Por fim, Brenda descreveu o perfil das pessoas que se identificam como espíritas. São indivíduos de classe média alta, intelectualizados e ligados a profissões da área da saúde. “O espiritismo era visto no começo como uma filosofia, não como uma religião. Acho que o aumento dessa parcela da população, mesmo que em um índice menor do que no caso da umbanda, também é resultado de autoafirmação.”
FÉ
João de Souza Rodrigues, de 75 anos de idade, morador da Vila Francisca, em Campinas, se classificou como “católico desde sempre”. Ele frequenta a Catedral Metropolitana de Campinas para manifestar sua fé, rezando nos bancos de madeira do interior do templo religioso. Sobre a redução do número de católicos, Rodrigues contou que vê muitas igrejas com poucas pessoas nelas, mas não acredita que seja por falta de fé. Na opinião dele, é difícil encontrar o motivo para a queda no montante de fiéis.
Filha de um pastor da Igreja Batista do Ceará, Joquebede Gomes Ferreira mora em Campinas há 35 anos. Ela é ligada à Igreja Batista, mas é pastora em uma ONG chamada Base 4next, na Vila Industrial. É uma entidade criada há oito anos para prestar solidariedade a pessoas em vulnerabilidade social, com foco em indivíduos em situação de rua. A Base 4next reúne integrantes de várias igrejas evangélicas, como a Assembleia de Deus, Quadrangular e Nazareno. Com formação teológica, Joquedebe acredita que o impacto da pandemia de covid-19 foi além das mortes e do aspecto econômico. “As pessoas voltaram a ter fé, a acreditar. O aumento das pessoas evangélicas é um reflexo disso.”

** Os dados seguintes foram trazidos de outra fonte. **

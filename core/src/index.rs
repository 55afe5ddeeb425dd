use crate::coverage::ingredients_match;
use crate::error::{Error, Result};
use crate::Recipe;
use std::collections::{BTreeSet, HashMap};

/// Normalized ingredient -> positions of the recipes that list it.
///
/// Built in one pass over a corpus and tagged with that corpus' generation so
/// it can never be consulted against a newer one.
#[derive(Debug, Default)]
pub struct IngredientIndex {
    postings: HashMap<String, BTreeSet<usize>>,
    generation: u64,
    num_recipes: usize,
    mentions: usize,
}

impl IngredientIndex {
    /// Recipes must already carry their normalized ingredients.
    pub fn build(recipes: &[Recipe], generation: u64) -> Self {
        let mut postings: HashMap<String, BTreeSet<usize>> = HashMap::new();
        let mut mentions = 0;
        for (pos, recipe) in recipes.iter().enumerate() {
            for ingredient in &recipe.normalized_ingredients {
                postings.entry(ingredient.clone()).or_default().insert(pos);
                mentions += 1;
            }
        }
        Self { postings, generation, num_recipes: recipes.len(), mentions }
    }

    pub fn generation(&self) -> u64 { self.generation }
    pub fn num_recipes(&self) -> usize { self.num_recipes }
    pub fn num_ingredients(&self) -> usize { self.postings.len() }
    pub fn num_mentions(&self) -> usize { self.mentions }

    /// Exact lookup of one normalized ingredient.
    pub fn lookup(&self, normalized: &str) -> Option<&BTreeSet<usize>> {
        self.postings.get(normalized)
    }

    pub fn ensure_generation(&self, expected: u64) -> Result<()> {
        if self.generation == expected {
            Ok(())
        } else {
            Err(Error::StaleIndex { expected, found: self.generation })
        }
    }

    /// Positions of every recipe with at least one ingredient that fuzzy-matches
    /// some pantry item. Recipes outside this set have coverage 0, unless they
    /// list no ingredients at all.
    pub fn candidates(&self, pantry: &[String]) -> BTreeSet<usize> {
        let mut out = BTreeSet::new();
        for (ingredient, positions) in &self.postings {
            if pantry.iter().any(|p| ingredients_match(ingredient, p)) {
                out.extend(positions.iter().copied());
            }
        }
        out
    }
}
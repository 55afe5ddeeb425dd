use anyhow::{Context, Result};
use pantry_core::{Recipe, RecipeId};
use serde::Deserialize;
use std::collections::{BTreeMap, HashSet};
use std::fs::File;
use std::io::{BufRead, BufReader};
use std::path::{Path, PathBuf};
use walkdir::WalkDir;

/// Food.com order for array-form nutrition.
const NUTRIENTS: [&str; 7] = ["calories", "fat", "sugar", "sodium", "protein", "saturated_fat", "carbs"];

#[derive(Debug, Deserialize)]
#[serde(untagged)]
enum NutritionInput {
    Named(BTreeMap<String, f64>),
    Ordered(Vec<f64>),
}

#[derive(Debug, Deserialize)]
struct InputRecipe {
    id: Option<RecipeId>,
    #[serde(default)]
    name: Option<String>,
    #[serde(default)]
    ingredients: Vec<String>,
    #[serde(default, alias = "minutes")]
    time_minutes: u32,
    #[serde(default)]
    tags: Vec<String>,
    #[serde(default)]
    nutrition: Option<NutritionInput>,
    #[serde(default)]
    steps: Vec<String>,
}

impl InputRecipe {
    fn into_recipe(self, id: RecipeId) -> Recipe {
        let nutrition = match self.nutrition {
            Some(NutritionInput::Named(map)) => map,
            Some(NutritionInput::Ordered(values)) => {
                NUTRIENTS.iter().zip(values).map(|(name, v)| (name.to_string(), v)).collect()
            }
            None => BTreeMap::new(),
        };
        let mut recipe = Recipe::new(id, self.name.unwrap_or_else(|| Recipe::UNNAMED.into()))
            .with_ingredients(self.ingredients)
            .with_tags(self.tags)
            .with_time(self.time_minutes);
        recipe.nutrition = nutrition;
        recipe.steps = self.steps;
        recipe
    }
}

/// Load recipes from a `.json` / `.jsonl` file, or every such file under a directory.
/// Records without an id get their position in the load order, or the next
/// higher id when that one is already claimed by another record.
pub fn load_recipes(input: &str) -> Result<Vec<Recipe>> {
    let input_path = Path::new(input);
    let mut files: Vec<PathBuf> = Vec::new();
    if input_path.is_dir() {
        for entry in WalkDir::new(input_path).sort_by_file_name().into_iter().filter_map(|e| e.ok()) {
            let p = entry.path();
            if p.is_file() && matches!(p.extension().and_then(|s| s.to_str()), Some("json" | "jsonl")) {
                files.push(p.to_path_buf());
            }
        }
    } else if input_path.is_file() {
        files.push(input_path.to_path_buf());
    } else {
        anyhow::bail!("input {input} does not exist");
    }

    let mut raw = Vec::new();
    for file in &files {
        if file.extension().and_then(|s| s.to_str()) == Some("jsonl") {
            read_jsonl(file, &mut raw)?;
        } else {
            read_json(file, &mut raw)?;
        }
    }
    let mut taken: HashSet<RecipeId> = raw.iter().filter_map(|r| r.id).collect();
    let recipes: Vec<Recipe> = raw
        .into_iter()
        .enumerate()
        .map(|(pos, r)| {
            let id = r.id.unwrap_or_else(|| {
                let mut id = pos as RecipeId;
                while !taken.insert(id) {
                    id += 1;
                }
                id
            });
            r.into_recipe(id)
        })
        .collect();
    tracing::info!(files = files.len(), recipes = recipes.len(), "loaded recipes");
    Ok(recipes)
}

fn read_jsonl(file: &Path, out: &mut Vec<InputRecipe>) -> Result<()> {
    let reader = BufReader::new(File::open(file)?);
    for (lineno, line) in reader.lines().enumerate() {
        let line = line?;
        if line.trim().is_empty() { continue; }
        let recipe = serde_json::from_str(&line)
            .with_context(|| format!("{}:{}", file.display(), lineno + 1))?;
        out.push(recipe);
    }
    Ok(())
}

fn read_json(file: &Path, out: &mut Vec<InputRecipe>) -> Result<()> {
    let reader = BufReader::new(File::open(file)?);
    let json: serde_json::Value = serde_json::from_reader(reader).with_context(|| file.display().to_string())?;
    match json {
        serde_json::Value::Array(arr) => {
            for v in arr {
                out.push(serde_json::from_value(v).with_context(|| file.display().to_string())?);
            }
        }
        serde_json::Value::Object(_) => out.push(serde_json::from_value(json)?),
        _ => tracing::warn!(file = %file.display(), "skipping non-recipe json"),
    }
    Ok(())
}

#[cfg(test)]
mod tests {
    use super::*;
    use std::fs;

    #[test]
    fn loads_json_and_jsonl_with_defaults() {
        let dir = tempfile::tempdir().unwrap();
        fs::write(
            dir.path().join("a.json"),
            r#"[{"id": 7, "name": "Soup", "ingredients": ["water"], "minutes": 20,
                 "nutrition": [100.0, 2.0, 3.0, 4.0, 5.0, 6.0, 7.0]}]"#,
        )
        .unwrap();
        fs::write(
            dir.path().join("b.jsonl"),
            "{\"ingredients\": [\"bread\"], \"nutrition\": {\"calories\": 80.0}}\n\n{\"id\": 9}\n",
        )
        .unwrap();
        fs::write(dir.path().join("notes.txt"), "ignored").unwrap();

        let recipes = load_recipes(dir.path().to_str().unwrap()).unwrap();
        assert_eq!(recipes.len(), 3);
        assert_eq!(recipes[0].id, 7);
        assert_eq!(recipes[0].time_minutes, 20);
        assert_eq!(recipes[0].nutrition["protein"], 5.0);
        assert_eq!(recipes[1].id, 1);
        assert_eq!(recipes[1].name, Recipe::UNNAMED);
        assert_eq!(recipes[1].nutrition["calories"], 80.0);
        assert_eq!(recipes[2].id, 9);
    }

    #[test]
    fn missing_ids_skip_claimed_ones() {
        let dir = tempfile::tempdir().unwrap();
        let file = dir.path().join("r.jsonl");
        fs::write(&file, "{\"id\": 1}\n{\"name\": \"A\"}\n{\"id\": 2}\n{}\n").unwrap();

        let recipes = load_recipes(file.to_str().unwrap()).unwrap();
        let ids: Vec<RecipeId> = recipes.iter().map(|r| r.id).collect();
        assert_eq!(ids, vec![1, 3, 2, 4]);
        assert!(pantry_core::Corpus::new(recipes, 1).is_ok());
    }

    #[test]
    fn missing_input_is_an_error() {
        assert!(load_recipes("/definitely/not/here.json").is_err());
    }
}
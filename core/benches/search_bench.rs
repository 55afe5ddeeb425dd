use criterion::{criterion_group, criterion_main, Criterion};
use pantry_core::config::{EngineConfig, IndexConfig, IndexKind};
use pantry_core::{PantryEngine, PantryQuery, Recipe};

const POOL: &[&str] = &[
    "tomato", "garlic", "onion", "chicken breast", "ground beef", "basmati rice", "black beans", "pasta",
    "fresh basil", "lemon juice", "ginger", "soy sauce", "olive oil", "butter", "flour", "eggs", "milk",
];

fn corpus(n: u64) -> Vec<Recipe> {
    (0..n)
        .map(|i| {
            let ings: Vec<String> = (0..(3 + i % 6))
                .map(|k| format!("{} cup {}", 1 + k, POOL[((i * 31 + k * 7) % POOL.len() as u64) as usize]))
                .collect();
            Recipe::new(i, format!("recipe {i}")).with_ingredients(ings).with_tags(["dinner"])
        })
        .collect()
}

fn engine(kind: IndexKind) -> PantryEngine {
    let config = EngineConfig { index: IndexConfig { force: Some(kind), ..Default::default() }, ..Default::default() };
    let engine = PantryEngine::new(config);
    engine.load_recipes(corpus(5_000)).expect("corpus");
    engine.train().expect("train");
    engine
}

fn bench_search(c: &mut Criterion) {
    let engine = engine(IndexKind::Exact);
    let query = PantryQuery::new(["tomato", "garlic", "olive oil", "pasta"]).page(1, 20);
    c.bench_function("search_5k", |b| b.iter(|| engine.search(&query)));
}

fn bench_recommend(c: &mut Criterion) {
    for kind in [IndexKind::Exact, IndexKind::Postings] {
        let engine = engine(kind);
        c.bench_function(&format!("recommend_5k_{kind:?}"), |b| {
            b.iter(|| engine.recommend(&["tomato", "garlic", "pasta"], 10, &[], 0.0))
        });
    }
}

criterion_group!(benches, bench_search, bench_recommend);
criterion_main!(benches);
//! End-to-end flow: import a CSV, browse, merge a subject, rebuild the graph.

use pressregister::{
    import_csv, Directory, DirectoryError, DirectoryStore, ImportSummary, OpenStore, SearchMode,
    SqliteStore, StoreError, SubjectGraph, TagError,
};
use std::io::Write;

const HEADER: &str = "Namn,Kategori,Ämnesområden,Typiska Plattformar,Analys av Position";

fn write_fixture_csv(dir: &tempfile::TempDir) -> std::path::PathBuf {
    let csv = format!(
        "{HEADER}\n\
         Anna Lindqvist,Politik,\"Politik, Ekonomi\",Dagens Nyheter,Bevakar riksdagen och public service\n\
         Björn Åkesson,Miljö,\"Miljö, Klimat.\",Sveriges Radio,Liberal profil inom klimatfrågor\n\
         ,Kultur,Teater,SvD,Raden saknar namn\n\
         Cecilia Öberg,Media,\"Public service, Granskning\",SVT,Granskar mediebranschen\n"
    );
    let path = dir.path().join("journalists.csv");
    let mut file = std::fs::File::create(&path).unwrap();
    file.write_all(csv.as_bytes()).unwrap();
    path
}

#[test]
fn import_browse_merge_and_graph() {
    let dir = tempfile::tempdir().unwrap();
    let csv_path = write_fixture_csv(&dir);
    let db_path = dir.path().join("journalists.db");

    // Import replaces the (empty) table and reports the drop.
    let store = SqliteStore::open(&db_path).unwrap();
    let summary = import_csv(&csv_path, &store).unwrap();
    assert_eq!(
        summary,
        ImportSummary {
            read: 4,
            dropped: 1,
            written: 3
        }
    );

    let directory = Directory::new(store);

    // Browse: full scan and substring search over both text columns.
    let all = directory.scan().unwrap();
    assert_eq!(all.len(), 3);

    let hits = directory.search("public service").unwrap();
    assert_eq!(hits.len(), 2); // Anna's analysis + Cecilia's subjects

    assert!(directory.search("").unwrap().is_empty());
    assert!(directory.search("kryptozoologi").unwrap().is_empty());

    // Merge a tag and observe it on the very next read.
    let anna = all.iter().find(|r| r.name == "Anna Lindqvist").unwrap();
    let merged = directory.add_subject(anna.id, "Miljö").unwrap();
    assert_eq!(merged, "Politik, Ekonomi, Miljö");

    let rescanned = directory.scan().unwrap();
    let anna_after = rescanned.iter().find(|r| r.id == anna.id).unwrap();
    assert_eq!(anna_after.subjects, "Politik, Ekonomi, Miljö");

    // Second merge of the same tag in a different case is rejected.
    match directory.add_subject(anna.id, "miljö") {
        Err(DirectoryError::Tag(TagError::AlreadyExists(_))) => {}
        other => panic!("expected AlreadyExists, got {:?}", other),
    }

    // The graph picks up the merged tag: Miljö now links two journalists.
    let graph = directory.graph().unwrap();
    assert_eq!(graph.journalist_count(), 3);
    let miljo_edges = graph
        .edges
        .iter()
        .filter(|e| e.subject == "Miljö")
        .count();
    assert_eq!(miljo_edges, 2);
}

#[test]
fn identifiers_stay_stable_across_process_restarts() {
    let dir = tempfile::tempdir().unwrap();
    let csv_path = write_fixture_csv(&dir);
    let db_path = dir.path().join("journalists.db");

    let bjorn_id = {
        let store = SqliteStore::open(&db_path).unwrap();
        import_csv(&csv_path, &store).unwrap();
        let directory = Directory::new(store);
        directory
            .scan()
            .unwrap()
            .iter()
            .find(|r| r.name == "Björn Åkesson")
            .unwrap()
            .id
    };

    // A fresh process (fresh store, fresh cache) resolves the same id to
    // the same record.
    let store = SqliteStore::open(&db_path).unwrap();
    let directory = Directory::new(store);
    let bjorn = directory.store().get(bjorn_id).unwrap().unwrap();
    assert_eq!(bjorn.name, "Björn Åkesson");
    assert_eq!(bjorn.subjects, "Miljö, Klimat.");
}

#[test]
fn case_sensitive_mode_is_configurable() {
    let dir = tempfile::tempdir().unwrap();
    let csv_path = write_fixture_csv(&dir);
    let db_path = dir.path().join("journalists.db");

    let store = SqliteStore::open(&db_path).unwrap();
    import_csv(&csv_path, &store).unwrap();
    drop(store);

    let sensitive = SqliteStore::open(&db_path)
        .unwrap()
        .with_search_mode(SearchMode::CaseSensitive);
    assert!(sensitive.search("politik").unwrap().is_empty());
    assert_eq!(sensitive.search("Politik").unwrap().len(), 1);
}

#[test]
fn first_run_degrades_to_schema_missing_not_a_crash() {
    let dir = tempfile::tempdir().unwrap();
    let db_path = dir.path().join("fresh.db");

    let store = SqliteStore::open(&db_path).unwrap();
    let directory = Directory::new(store);

    match directory.scan() {
        Err(StoreError::SchemaMissing(_)) => {}
        other => panic!("expected SchemaMissing, got {:?}", other),
    }
    match directory.search("politik") {
        Err(StoreError::SchemaMissing(_)) => {}
        other => panic!("expected SchemaMissing, got {:?}", other),
    }

    // An empty record set still builds an empty graph for the front end.
    let graph = SubjectGraph::build(&[]);
    assert_eq!(graph.node_count(), 0);
}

Daniel do Nascimento tem uma loja de artigos religiosos, localizada ao lado do Mercado Municipal de Campinas. O que se destaca no local são os itens de religiões afro-brasileiras, por exemplo guias e velas. Ele, que está na umbanda há 30 anos, destacou o crescimento de praticantes de religiões de matriz africana como um movimento de resistência. “Tenho hoje 59 anos de idade e também parentes dentro da mesma religião. É uma fé que está em todos nós. Acredito que vai crescer ainda mais, considerando que os ataques a ela não pararam”, projetou.